> Problem description
Across the data below, how many lines hold "StreamClientConfig"? Answer with that number and nothing else.
○ ○ ○ ○ ○
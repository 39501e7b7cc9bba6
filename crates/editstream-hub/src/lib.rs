use std::collections::BTreeMap;
use std::sync::atomic::{AtomicBool, AtomicU64, Ordering};
use std::sync::{Arc, Mutex, Weak};

use tokio::sync::mpsc;

#[derive(Debug)]
struct HubShared<T> {
    registry: Mutex<BTreeMap<u64, mpsc::Sender<Arc<T>>>>,
    next_subscriber_id: AtomicU64,
    closed: AtomicBool,
}

#[derive(Debug)]
pub struct BroadcastHub<T> {
    shared: Arc<HubShared<T>>,
}

impl<T> Clone for BroadcastHub<T> {
    fn clone(&self) -> Self {
        Self {
            shared: Arc::clone(&self.shared),
        }
    }
}

impl<T> Default for BroadcastHub<T> {
    fn default() -> Self {
        Self::new()
    }
}

impl<T> BroadcastHub<T> {
    pub fn new() -> Self {
        Self {
            shared: Arc::new(HubShared {
                registry: Mutex::new(BTreeMap::new()),
                next_subscriber_id: AtomicU64::new(1),
                closed: AtomicBool::new(false),
            }),
        }
    }

    pub fn subscribe(&self, capacity: usize) -> Subscription<T> {
        let (sender, receiver) = mpsc::channel(capacity.max(1));
        let subscriber_id = self.shared.next_subscriber_id.fetch_add(1, Ordering::Relaxed);
        if self.shared.closed.load(Ordering::Acquire) {
            // Closed hub: the sender is dropped here, so the subscription
            // observes immediate end-of-stream.
            return Subscription {
                subscriber_id,
                receiver,
                shared: Weak::new(),
            };
        }
        self.shared
            .registry
            .lock()
            .expect("subscriber registry lock poisoned")
            .insert(subscriber_id, sender);
        Subscription {
            subscriber_id,
            receiver,
            shared: Arc::downgrade(&self.shared),
        }
    }

    // Suspends until the record has been accepted into every queue that
    // was registered when the call started. A subscriber whose receiver
    // has gone away is pruned instead of awaited, so one departed
    // subscriber can never stall the rest.
    pub async fn publish(&self, record: T) {
        let record = Arc::new(record);
        let targets: Vec<(u64, mpsc::Sender<Arc<T>>)> = {
            let registry = self
                .shared
                .registry
                .lock()
                .expect("subscriber registry lock poisoned");
            registry
                .iter()
                .map(|(subscriber_id, sender)| (*subscriber_id, sender.clone()))
                .collect()
        };

        for (subscriber_id, sender) in targets {
            if sender.send(Arc::clone(&record)).await.is_err() {
                self.shared
                    .registry
                    .lock()
                    .expect("subscriber registry lock poisoned")
                    .remove(&subscriber_id);
            }
        }
    }

    // Drops every registered sender: each subscription drains whatever is
    // queued and then observes end-of-stream. Further subscribes yield
    // already-completed subscriptions.
    pub fn close(&self) {
        self.shared.closed.store(true, Ordering::Release);
        self.shared
            .registry
            .lock()
            .expect("subscriber registry lock poisoned")
            .clear();
    }

    pub fn is_closed(&self) -> bool {
        self.shared.closed.load(Ordering::Acquire)
    }

    pub fn subscriber_count(&self) -> usize {
        self.shared
            .registry
            .lock()
            .expect("subscriber registry lock poisoned")
            .len()
    }
}

#[derive(Debug)]
pub struct Subscription<T> {
    subscriber_id: u64,
    receiver: mpsc::Receiver<Arc<T>>,
    shared: Weak<HubShared<T>>,
}

impl<T> Subscription<T> {
    pub fn subscriber_id(&self) -> u64 {
        self.subscriber_id
    }

    // Returns `None` once the hub has closed (or this subscription was
    // dropped from the registry) and all queued records are drained.
    pub async fn recv(&mut self) -> Option<Arc<T>> {
        self.receiver.recv().await
    }
}

impl<T> Drop for Subscription<T> {
    fn drop(&mut self) {
        if let Some(shared) = self.shared.upgrade() {
            shared
                .registry
                .lock()
                .expect("subscriber registry lock poisoned")
                .remove(&self.subscriber_id);
        }
    }
}

#[cfg(test)]
mod tests {
    use super::BroadcastHub;

    #[tokio::test]
    async fn every_subscriber_receives_records_in_publish_order() {
        let hub = BroadcastHub::new();
        let mut first = hub.subscribe(8);
        let mut second = hub.subscribe(8);

        for value in 0..5_u64 {
            hub.publish(value).await;
        }
        hub.close();

        for subscription in [&mut first, &mut second] {
            let mut seen = Vec::new();
            while let Some(record) = subscription.recv().await {
                seen.push(*record);
            }
            assert_eq!(seen, vec![0, 1, 2, 3, 4]);
        }
    }

    #[tokio::test]
    async fn late_subscriber_only_sees_records_published_after_registration() {
        let hub = BroadcastHub::new();
        let mut early = hub.subscribe(8);

        hub.publish("before").await;
        let mut late = hub.subscribe(8);
        hub.publish("after").await;
        hub.close();

        assert_eq!(early.recv().await.as_deref(), Some(&"before"));
        assert_eq!(early.recv().await.as_deref(), Some(&"after"));
        assert_eq!(early.recv().await, None);

        assert_eq!(late.recv().await.as_deref(), Some(&"after"));
        assert_eq!(late.recv().await, None);
    }

    #[tokio::test]
    async fn dropping_a_subscription_unregisters_it() {
        let hub: BroadcastHub<u64> = BroadcastHub::new();
        let subscription = hub.subscribe(4);
        assert_eq!(hub.subscriber_count(), 1);
        drop(subscription);
        assert_eq!(hub.subscriber_count(), 0);
    }

    #[tokio::test]
    async fn subscribe_after_close_observes_immediate_end_of_stream() {
        let hub: BroadcastHub<u64> = BroadcastHub::new();
        assert!(!hub.is_closed());
        hub.close();
        assert!(hub.is_closed());
        let mut subscription = hub.subscribe(4);
        assert_eq!(subscription.recv().await, None);
    }
}
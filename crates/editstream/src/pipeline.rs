use std::sync::Arc;
use std::time::Duration;

use editstream_client::EventStreamClient;
use editstream_hub::{BroadcastHub, Subscription};
use tokio::sync::{watch, Mutex};
use tokio::task::JoinHandle;

use crate::config::EditStreamConfig;
use crate::edit::{decode_edit, WikiEdit};
use crate::errors::EditStreamError;
use crate::metrics::{IngestMetrics, IngestMetricsStore};

pub struct EditStreamPipeline {
    config: EditStreamConfig,
}

impl EditStreamPipeline {
    pub fn new(config: EditStreamConfig) -> Result<Self, EditStreamError> {
        config.validate()?;
        Ok(Self { config })
    }

    // Spawns the single producer task (client -> decoder -> hub.publish)
    // and hands back the subscribe/metrics/shutdown surface.
    pub fn start(self) -> Result<PipelineHandle, EditStreamError> {
        let client = EventStreamClient::new(self.config.client_config())?;
        let hub = BroadcastHub::new();
        let metrics_store = Arc::new(IngestMetricsStore::default());
        let (shutdown_tx, shutdown_rx) = watch::channel(false);

        let producer_hub = hub.clone();
        let producer_metrics = Arc::clone(&metrics_store);
        let join_handle = tokio::spawn(run_producer(
            client,
            producer_hub,
            producer_metrics,
            shutdown_rx,
        ));

        Ok(PipelineHandle {
            hub,
            metrics_store,
            default_queue_capacity: self.config.subscriber_queue_capacity,
            join_handle: Mutex::new(Some(join_handle)),
            shutdown_tx,
        })
    }
}

async fn run_producer(
    client: EventStreamClient,
    hub: BroadcastHub<WikiEdit>,
    metrics: Arc<IngestMetricsStore>,
    mut shutdown_rx: watch::Receiver<bool>,
) -> Result<(), EditStreamError> {
    let result = tokio::select! {
        result = ingest_loop(client, &hub, &metrics) => result,
        _ = shutdown_rx.changed() => Ok(()),
    };
    // Whatever the exit path, subscribers observe end-of-stream and the
    // upstream connection is dropped with the client.
    hub.close();
    result
}

async fn ingest_loop(
    mut client: EventStreamClient,
    hub: &BroadcastHub<WikiEdit>,
    metrics: &IngestMetricsStore,
) -> Result<(), EditStreamError> {
    loop {
        let event = client.next_event().await?;
        metrics.record_event_received();
        metrics.set_reconnect_attempts(u64::from(client.metadata().attempt_count));

        match decode_edit(&event.data) {
            Ok(edit) => {
                hub.publish(edit).await;
                metrics.record_published();
            }
            Err(error) => {
                tracing::warn!(payload = %event.data, error = %error, "dropping undecodable edit payload");
                metrics.record_decode_failure();
            }
        }
    }
}

pub struct PipelineHandle {
    hub: BroadcastHub<WikiEdit>,
    metrics_store: Arc<IngestMetricsStore>,
    default_queue_capacity: usize,
    join_handle: Mutex<Option<JoinHandle<Result<(), EditStreamError>>>>,
    shutdown_tx: watch::Sender<bool>,
}

impl PipelineHandle {
    pub fn subscribe(&self) -> Subscription<WikiEdit> {
        self.hub.subscribe(self.default_queue_capacity)
    }

    pub fn subscribe_with_capacity(&self, capacity: usize) -> Subscription<WikiEdit> {
        self.hub.subscribe(capacity)
    }

    pub fn metrics(&self) -> IngestMetrics {
        self.metrics_store.snapshot()
    }

    // Terminal producer result: `Ok` after a requested shutdown, `Err`
    // once the client's retry budget is exhausted.
    pub async fn join(self) -> Result<(), EditStreamError> {
        let mut guard = self.join_handle.lock().await;
        let Some(handle) = guard.take() else {
            return Ok(());
        };
        handle.await?
    }

    pub async fn shutdown(self, timeout: Duration) -> Result<(), EditStreamError> {
        let _ = self.shutdown_tx.send(true);
        let mut guard = self.join_handle.lock().await;
        let Some(mut handle) = guard.take() else {
            return Ok(());
        };

        match tokio::time::timeout(timeout, &mut handle).await {
            Ok(join_result) => match join_result {
                Ok(result) => result,
                Err(error) if error.is_cancelled() => Ok(()),
                Err(error) => Err(EditStreamError::Join(error)),
            },
            Err(_) => {
                // The graceful window can elapse while publish is parked
                // on a stalled subscriber; abort drops the connection.
                handle.abort();
                match handle.await {
                    Ok(result) => result,
                    Err(error) if error.is_cancelled() => Ok(()),
                    Err(error) => Err(EditStreamError::Join(error)),
                }
            }
        }
    }
}
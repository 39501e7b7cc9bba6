use std::sync::atomic::{AtomicU64, Ordering};

#[derive(Debug, Clone, Default, PartialEq, Eq)]
pub struct IngestMetrics {
    pub events_received: u64,
    pub records_published: u64,
    pub decode_failure_count: u64,
    pub reconnect_attempt_count: u64,
}

#[derive(Debug, Default)]
pub(crate) struct IngestMetricsStore {
    events_received: AtomicU64,
    records_published: AtomicU64,
    decode_failure_count: AtomicU64,
    reconnect_attempt_count: AtomicU64,
}

impl IngestMetricsStore {
    pub(crate) fn snapshot(&self) -> IngestMetrics {
        IngestMetrics {
            events_received: self.events_received.load(Ordering::Relaxed),
            records_published: self.records_published.load(Ordering::Relaxed),
            decode_failure_count: self.decode_failure_count.load(Ordering::Relaxed),
            reconnect_attempt_count: self.reconnect_attempt_count.load(Ordering::Relaxed),
        }
    }

    pub(crate) fn record_event_received(&self) {
        self.events_received.fetch_add(1, Ordering::Relaxed);
    }

    pub(crate) fn record_published(&self) {
        self.records_published.fetch_add(1, Ordering::Relaxed);
    }

    pub(crate) fn record_decode_failure(&self) {
        self.decode_failure_count.fetch_add(1, Ordering::Relaxed);
    }

    pub(crate) fn set_reconnect_attempts(&self, total: u64) {
        self.reconnect_attempt_count.store(total, Ordering::Relaxed);
    }
}

#[cfg(test)]
mod tests {
    use super::IngestMetricsStore;

    #[test]
    fn ingest_metrics_counter_contract() {
        let store = IngestMetricsStore::default();

        store.record_event_received();
        store.record_event_received();
        store.record_published();
        store.record_decode_failure();
        store.set_reconnect_attempts(3);

        let snapshot = store.snapshot();
        assert_eq!(snapshot.events_received, 2);
        assert_eq!(snapshot.records_published, 1);
        assert_eq!(snapshot.decode_failure_count, 1);
        assert_eq!(snapshot.reconnect_attempt_count, 3);
    }
}
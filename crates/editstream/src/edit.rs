use serde::{Deserialize, Serialize};

#[derive(Debug, Clone, PartialEq, Serialize, Deserialize)]
pub struct WikiEdit {
    pub title: String,
    pub user: String,
    pub bot: bool,
    pub wiki: String,
    pub server_name: String,
    #[serde(rename = "type")]
    pub edit_kind: String,
    #[serde(default, skip_serializing_if = "Option::is_none")]
    pub comment: Option<String>,
    #[serde(default, skip_serializing_if = "Option::is_none")]
    pub minor: Option<bool>,
    #[serde(default, skip_serializing_if = "Option::is_none")]
    pub namespace: Option<i64>,
    #[serde(default, skip_serializing_if = "Option::is_none")]
    pub timestamp: Option<i64>,
}

pub fn decode_edit(payload: &str) -> serde_json::Result<WikiEdit> {
    serde_json::from_str(payload)
}
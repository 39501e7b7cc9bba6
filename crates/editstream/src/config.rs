use std::time::Duration;

use editstream_client::{StreamClientConfig, StreamEndpoint};

use crate::errors::EditStreamError;

#[derive(Debug, Clone, PartialEq, Eq)]
pub struct EditStreamConfig {
    pub url: String,
    pub initial_retry_ms: u64,
    pub max_reconnect_attempts: Option<u32>,
    pub connect_timeout_ms: u64,
    pub idle_timeout_ms: u64,
    pub subscriber_queue_capacity: usize,
}

impl Default for EditStreamConfig {
    fn default() -> Self {
        Self {
            url: "https://stream.wikimedia.org/v2/stream/recentchange".to_string(),
            initial_retry_ms: 3_000,
            max_reconnect_attempts: None,
            connect_timeout_ms: 10_000,
            idle_timeout_ms: 60_000,
            subscriber_queue_capacity: 64,
        }
    }
}

impl EditStreamConfig {
    pub fn validate(&self) -> Result<(), EditStreamError> {
        StreamEndpoint::parse(&self.url)
            .map_err(|error| EditStreamError::InvalidConfig(error.to_string()))?;
        if self.initial_retry_ms == 0 {
            return Err(EditStreamError::InvalidConfig(
                "initial_retry_ms must be greater than zero".to_string(),
            ));
        }
        if self.connect_timeout_ms == 0 {
            return Err(EditStreamError::InvalidConfig(
                "connect_timeout_ms must be greater than zero".to_string(),
            ));
        }
        if self.idle_timeout_ms == 0 {
            return Err(EditStreamError::InvalidConfig(
                "idle_timeout_ms must be greater than zero".to_string(),
            ));
        }
        if self.subscriber_queue_capacity == 0 {
            return Err(EditStreamError::InvalidConfig(
                "subscriber_queue_capacity must be greater than zero".to_string(),
            ));
        }
        Ok(())
    }

    pub(crate) fn client_config(&self) -> StreamClientConfig {
        StreamClientConfig {
            url: self.url.clone(),
            initial_retry: Duration::from_millis(self.initial_retry_ms),
            max_retries: self.max_reconnect_attempts,
            connect_timeout: Duration::from_millis(self.connect_timeout_ms),
            idle_timeout: Duration::from_millis(self.idle_timeout_ms),
        }
    }
}

#[cfg(test)]
mod tests {
    use super::EditStreamConfig;

    #[test]
    fn default_config_validates() {
        EditStreamConfig::default()
            .validate()
            .expect("default config must validate");
    }

    #[test]
    fn rejects_bad_url_and_zero_values() {
        let bad_url = EditStreamConfig {
            url: "not-a-url".to_string(),
            ..EditStreamConfig::default()
        };
        assert!(bad_url.validate().is_err());

        let zero_retry = EditStreamConfig {
            initial_retry_ms: 0,
            ..EditStreamConfig::default()
        };
        assert!(zero_retry.validate().is_err());

        let zero_capacity = EditStreamConfig {
            subscriber_queue_capacity: 0,
            ..EditStreamConfig::default()
        };
        assert!(zero_capacity.validate().is_err());
    }
}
○ ○ ○ ○ ○
> Your solution
3